男性陣が和やかに話をするかたわら、先方の若い女性社員が美怜に話しかけてきた。

「結城さんのおっしゃる通り、私もカップル向けのお部屋には、洗面所にスツールとチェストを置きたいな。彼とのお泊りならメイクも座って念入りにしたいし、こそこそ着替えを手に歩き回りたくないもの。ポトッと下着を落っことしたりしたら嫌だし。ねえ?結城さん」
「そそそ、そうですよね」

美怜は手にしたレンゲを落としそうになりながら焦って取り繕う。

「あとはどんなお部屋がいいかなあ。彼とのロマンチックな夜を過ごせるお部屋。結城さんが今まで泊まった所で、良かったお部屋はありますか?」
「えっと、わたくしはなにぶん経験不足でして申し訳ありません。次回までには勉強しておきます」
「あら、そんな勉強だなんて。デートで行った場所で良い所があったり、何かいいアイデアが浮かんだら教えてくださいね」
「は、はい!ご期待に沿えるよう、できる限りの努力をして臨みたいと思います」
「ふふ、結城さんって真面目で面白い」

そんな美怜達をよそに、倉本や成瀬達も話が弾み、暗黙の了解のように契約を結ぶ流れになった。

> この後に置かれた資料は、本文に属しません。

//! The pipeline stage ABI and the built-in monomorphic stages.
//!
//! Every compiled operator implements [`PipelineStage`]: consume one input
//! buffer, emit zero or more output buffers through the context. Stages
//! must not retain the input buffer past return.

mod filter;
mod map;
mod projection;
mod window;

pub use filter::FilterStage;
pub use map::MapStage;
pub use projection::ProjectionStage;
pub use window::{Aggregation, KeyedWindowStage, WindowType};

use rill_buffer::TupleBuffer;

use crate::error::StageError;
use crate::worker::WorkerContext;

/// Outcome of one `execute` invocation.
#[derive(Debug)]
pub enum ExecutionResult {
    /// Input consumed, stage ready for more.
    Ok,
    /// Stage will not accept further input.
    Finished,
    /// Stage failure; fails the owning subplan.
    Error(StageError),
}

/// Emission surface handed to a stage. Every emitted buffer becomes a task
/// for each successor pipeline.
pub trait PipelineContext {
    fn emit_buffer(&mut self, buffer: TupleBuffer);
}

/// One compiled operator unit.
pub trait PipelineStage: Send + Sync {
    fn name(&self) -> &'static str {
        "stage"
    }

    /// Called once when the owning plan is deployed.
    fn setup(&self) -> Result<(), StageError> {
        Ok(())
    }

    /// Process one input buffer. `buffer.tuple_count() > 0` unless the
    /// stage opts into empty buffers via
    /// [`PipelineStage::accepts_empty_buffers`].
    fn execute(
        &self,
        buffer: TupleBuffer,
        ctx: &mut dyn PipelineContext,
        worker: &mut WorkerContext,
    ) -> ExecutionResult;

    /// Drain residual operator state at end of stream, after all input has
    /// been processed.
    fn flush(&self, ctx: &mut dyn PipelineContext, worker: &mut WorkerContext) -> ExecutionResult {
        let _ = (ctx, worker);
        ExecutionResult::Ok
    }

    /// Called once when the owning plan is destroyed.
    fn shutdown(&self) -> Result<(), StageError> {
        Ok(())
    }

    /// Opt in to watermark-only buffers with a zero tuple count.
    fn accepts_empty_buffers(&self) -> bool {
        false
    }
}

/// Propagate stream metadata from an input buffer onto a derived output.
pub(crate) fn carry_metadata(input: &TupleBuffer, output: &TupleBuffer) {
    output.set_watermark_ms(input.watermark_ms());
    output.set_sequence_number(input.sequence_number());
    output.set_origin_id(input.origin_id());
}

macro_rules! try_stage {
    ($expr:expr) => {
        match $expr {
            Ok(value) => value,
            Err(err) => return $crate::stage::ExecutionResult::Error(err.into()),
        }
    };
}
pub(crate) use try_stage;

#[cfg(test)]
pub(crate) mod test_support {
    use rill_buffer::TupleBuffer;

    use super::PipelineContext;

    /// Context stub collecting emitted buffers.
    #[derive(Default)]
    pub(crate) struct Collector {
        emitted: Vec<TupleBuffer>,
    }

    impl Collector {
        pub(crate) fn take_one(&mut self) -> TupleBuffer {
            assert_eq!(self.emitted.len(), 1, "expected exactly one emitted buffer");
            self.emitted.pop().unwrap()
        }

        pub(crate) fn take_all(&mut self) -> Vec<TupleBuffer> {
            core::mem::take(&mut self.emitted)
        }

        pub(crate) fn is_empty(&self) -> bool {
            self.emitted.is_empty()
        }
    }

    impl PipelineContext for Collector {
        fn emit_buffer(&mut self, buffer: TupleBuffer) {
            self.emitted.push(buffer);
        }
    }
}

卓が詳しく契約内容を記載した資料を渡し、先方と確認していく。

また、客室やロビーだけでなくレストランの内装も含めて手がけることになり、卓が万一の為に用意しておいた資料も渡すことになった。

「それでは、今後とも長いおつき合いをよろしくお願いいたします」
「こちらこそ。本日は誠にありがとうございました」

すっかり打ち解けた雰囲気で、それぞれ握手をしてお開きとなった。

***

「もう大成功じゃないですか?ねえ、成瀬さん」

三人でタクシーに乗り、ミュージアムに向かう車内で、助手席の卓が後ろの成瀬を振り返る。

「そうだな。思った以上に反応も良かったし、無事に契約も取れたし。なんか上手くいき過ぎて怖いくらいだな」
「えー?成瀬さんでもそんなふうに思うんですか?これくらい俺様にとっては当たり前よ、とか思ってらっしゃるかと」
「そんな恥ずかしいセリフ言う訳あるか!なんだよ、俺様って」
「ぴったりじゃないですか?俺様キャラ。それにしても美怜。お前、ちょいちょいおかしなことしてたな」

急に話題が変わり、美怜は、はっ?と上ずった声で聞き返す。

「なあに?おかしなことって」
「まずはあれだよ。キキ、キングサイズベッド」

すると隣の成瀬が、ぶっと吹き出した。

「ちょ、卓!なによそれ?」

成瀬の様子をうかがいながら、美怜は慌てて卓を咎める。

「だってあからさまに赤くなって照れてただろ?キングベッドなんて普通に言えばいいのに、意識してますってバレバレ。聞いてるこっちが恥ずかしかったわ」

美怜は耳まで真っ赤になる。

「誰も意識なんてしてません!たまたまちょっと噛んじゃっただけでしょ?」
「それならあれは?ロマンチックなデートについて聞かれて、なにぶん経験不足でして申し訳ありません!って」
「き、聞いてたの?」
「うん。あんな面白い会話、聞き逃すもんか。それにお前、ご期待に沿えるようできる限りの努力をします!って。一体何をどう努力するんだよ?デートは努力と根性でできるもんじゃないぞ?」

必死に笑いをこらえていた成瀬が、限界だとばかりに笑い出した。

「ははは!そんな面白いこと話してたんだ。俺も聞きたかったな」
「とんでもない!本部長のお耳に入れるような内容ではございません」

美怜はそう言って卓を睨む。

卓はしれっとそっぽを向きながら、「それにしても無事に契約取れて良かったなー」と呟いていた。